In this post, Leslie Rutkowski and David Rutkowski, both faculty members at the Indiana University School of Education, look at just how overblown the Shanghai results might have been.
By Lesie Rutkowski and David Rutkowski
Sensational headlines grab attention. This is certainly true with news about education. And although policy is typically born out of analyses that run deeper than headlines, sometimes the really jaw-dropping stories gain traction and give rise to meaningful decisions. This was the case in 2000 when Germany was shocked by its lukewarm PISA results, setting in motion national education reforms that continue to reverberate through the country today. But sometimes sensational results only serve as a distraction, shocking and awing readers into supporting misguided or unnecessary reforms based on overblown results.
Such, we argue, is the case of the most recent Shanghai PISA results, which indicated that China’s economic juggernaut might also dominate international education, unseating Finland as the darling of the international rankings in math, science, and reading and vastly outpacing all other countries in the international academic horse-race. But based on a recent admission by Andreas Schleicher, the deputy director of Education and Skills at the Organization for Economic Co-operation and Development (OECD) and founding father of PISA, Shanghai’s stellar results are probably overblown. How overblown is impossible to say, but we can conjecture, with an example about the way Shanghai’s results might be skewed.
Recent discussions have brought to light that a large portion of children in Shanghai were not included in the population of all possible 15 year olds. Although quoted figures from Mr. Schleicher vary, somewhere between 21 and 27 percent of Shanghai children were not considered for participation in the most recent PISA cycle. We’ll split the difference and just call the figure a quarter. And while we can never know exactly who those children are and nor how they would have performed had they been included in the PISA test, let’s consider an illustrative example of the influence that 25 percent can have.

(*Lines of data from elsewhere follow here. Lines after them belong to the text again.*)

//! Amenity classification for Overpass responses.
//!
//! Every element gets one representative position (the node itself, or the
//! vertex mean of a way's geometry), a geodesic distance from the query
//! point, and at most one category. Categories are checked in a fixed
//! priority order and the first match wins.

use resale_map_enrich_models::{
    AmenityCategory, AmenityFeatures, AmenityRecord, CategoryBucket, Coordinate, ElementKind,
    OsmElement, RawQueryResult,
};

use crate::distance::distance_meters;

/// Name used when an element has no `name` tag.
pub const UNNAMED: &str = "Unnamed";

/// Address used for malls and schools without an `addr:street` tag.
pub const NO_ADDRESS: &str = "No address";

/// The four category buckets for one query point.
#[derive(Debug, Clone, PartialEq)]
pub struct CategoryBuckets {
    buckets: [CategoryBucket; 4],
}

impl Default for CategoryBuckets {
    fn default() -> Self {
        Self {
            buckets: AmenityCategory::ALL.map(CategoryBucket::new),
        }
    }
}

impl CategoryBuckets {
    /// The bucket for `category`.
    #[must_use]
    pub const fn get(&self, category: AmenityCategory) -> &CategoryBucket {
        &self.buckets[category.index()]
    }

    /// All buckets in column order.
    #[must_use]
    pub const fn all(&self) -> &[CategoryBucket; 4] {
        &self.buckets
    }

    /// Reduces every bucket to its nearest distance and count.
    #[must_use]
    pub fn features(&self) -> AmenityFeatures {
        AmenityFeatures {
            categories: [
                self.buckets[0].feature(),
                self.buckets[1].feature(),
                self.buckets[2].feature(),
                self.buckets[3].feature(),
            ],
        }
    }

    fn push(&mut self, record: AmenityRecord) {
        self.buckets[record.category.index()].records.push(record);
    }

    fn sort(&mut self) {
        for bucket in &mut self.buckets {
            // `sort_by` is stable, so equal distances keep discovery order.
            bucket
                .records
                .sort_by(|a, b| a.distance_meters.total_cmp(&b.distance_meters));
        }
    }
}

/// Determines the category of an element from its tags.
///
/// Priority: bus stop, station, mall, school. Elements matching none of
/// these return `None`.
#[must_use]
pub fn categorize(element: &OsmElement) -> Option<AmenityCategory> {
    if element.tag("highway") == Some("bus_stop") {
        Some(AmenityCategory::BusStop)
    } else if element.tag("railway") == Some("station") {
        Some(AmenityCategory::Station)
    } else if element.tag("shop") == Some("mall")
        || element.tag("amenity") == Some("shopping_mall")
    {
        Some(AmenityCategory::Mall)
    } else if element.tag("amenity") == Some("school") {
        Some(AmenityCategory::School)
    } else {
        None
    }
}

/// Representative position of an element.
///
/// Nodes use their own coordinates. Anything with a geometry uses the
/// arithmetic mean of its vertices, which is a cheap stand-in for the
/// polygon centroid at neighbourhood scale. Returns `None` when neither is
/// available or the result is not a valid coordinate.
#[must_use]
pub fn representative_point(element: &OsmElement) -> Option<Coordinate> {
    if element.kind == ElementKind::Node
        && let (Some(lat), Some(lon)) = (element.lat, element.lon)
    {
        return Coordinate::new(lat, lon).ok();
    }

    let geometry = element.geometry.as_deref()?;
    if geometry.is_empty() {
        return None;
    }

    #[allow(clippy::cast_precision_loss)]
    let n = geometry.len() as f64;
    let lat = geometry.iter().map(|v| v.lat).sum::<f64>() / n;
    let lon = geometry.iter().map(|v| v.lon).sum::<f64>() / n;
    Coordinate::new(lat, lon).ok()
}

/// Sorts the elements of `result` into category buckets by distance from
/// `origin`.
#[must_use]
pub fn classify(result: &RawQueryResult, origin: Coordinate) -> CategoryBuckets {
    let mut buckets = CategoryBuckets::default();

    for element in &result.elements {
        let Some(point) = representative_point(element) else {
            log::trace!("Skipping element {:?} without a position", element.id);
            continue;
        };

        let Some(category) = categorize(element) else {
            continue;
        };

        let name = element.tag("name").unwrap_or(UNNAMED).to_string();
        let address = category
            .has_address()
            .then(|| element.tag("addr:street").unwrap_or(NO_ADDRESS).to_string());

        buckets.push(AmenityRecord {
            category,
            name,
            distance_meters: distance_meters(origin, point),
            address,
        });
    }

    buckets.sort();
    buckets
}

Consider the table below that presents the average 2012 PISA scores for Shanghai and Massachusetts in math, science and reading (standard errors for each score are in parentheses). We chose Massachusetts because it is usually among the very best U.S. states in educational performance. And as Shanghai is widely regarded as the best educational system in China, this makes the two systems at least somewhat comparable for this example. The differences between Shanghai and America’s education darling are staggering, particularly in math, where Shanghai’s average score is nearly 100 points higher than Massachusetts. On the PISA scale, 100 points is vast. One hundred points represents half the distance between the next highest math performer (Singapore at 573) and the very lowest math performer ( Peru at 368). And it puts Shanghai a figurative ocean apart from Massachusetts in math performance. But should Massachusetts educators and policy makers hang their heads in shame and book immediate passage to Shanghai to see what all the fuss is about? Maybe not. At least not yet.
Sample |
Math |
Reading |
Science |
Shanghai-China |
613 (3) |
570 (3) |
580 (3) |
Massachusetts |
514 (6) |
527 (6) |
527 (6) |
Tom Loveless, a senior fellow at the Brookings Institute, argues that the excluded Shanghai children are likely from poor, migrant backgrounds with low-quality or no educational opportunities. With this in mind, we reasoned that a more comparable example might exclude low-performing schools in Massachusetts. Consider the next example, which also presents the math, science and reading scores for Shanghai and Massachusetts. But this time, we’ve separated Massachusetts schools into two groups – the highest 75 and lowest 25 percent of schools. Although Shanghai continues to markedly outperform relatively higher-performing Massachusetts 15 year olds, the differences are less shocking. In fact, when we consider the all-important standard error associated with these scores, we can say with confidence that Shanghai’s actual scores could be as low as 606 while the highest potential score for the top three-fourths of Massachusetts schools is 546, cutting the original 100 point gap in half. The same story emerges in an adjusted comparison on reading and science, where Shanghai’s scores are plausibly as small as just 14 and 6 points higher than Massachusetts, respectively. Hardly the staggering sort of gaps that should cause wide-spread panic over the state of education in Massachusetts.
Sample |
Math |
Reading |
Science |
Shanghai-China |
613 (3) |
570 (3) |
580 (3) |
MA Top 75% of Schools |
532 (7) |
545 (7) |
547 (7) |
MA Bottom 25% of Schools |
453 (8) |
467 (8) |
461 (8) |
We recognize that Shanghai’s schools are still outperforming our best school system on PISA, even after filtering out the lowest-performing schools in Massachusetts. And perhaps Shanghai’s 15 year olds really are better PISA test-takers. We can never know what the actual differences would be between a truly representative sample of Shanghai 15 year olds and their Massachusetts peers. But it’s pretty clear, at least to us, that PISA results are sensitive to who is and who isn’t included in the results. And it’s critically important that open, honest conversations about just these sorts of issues are conveyed to policy makers in a digestible way.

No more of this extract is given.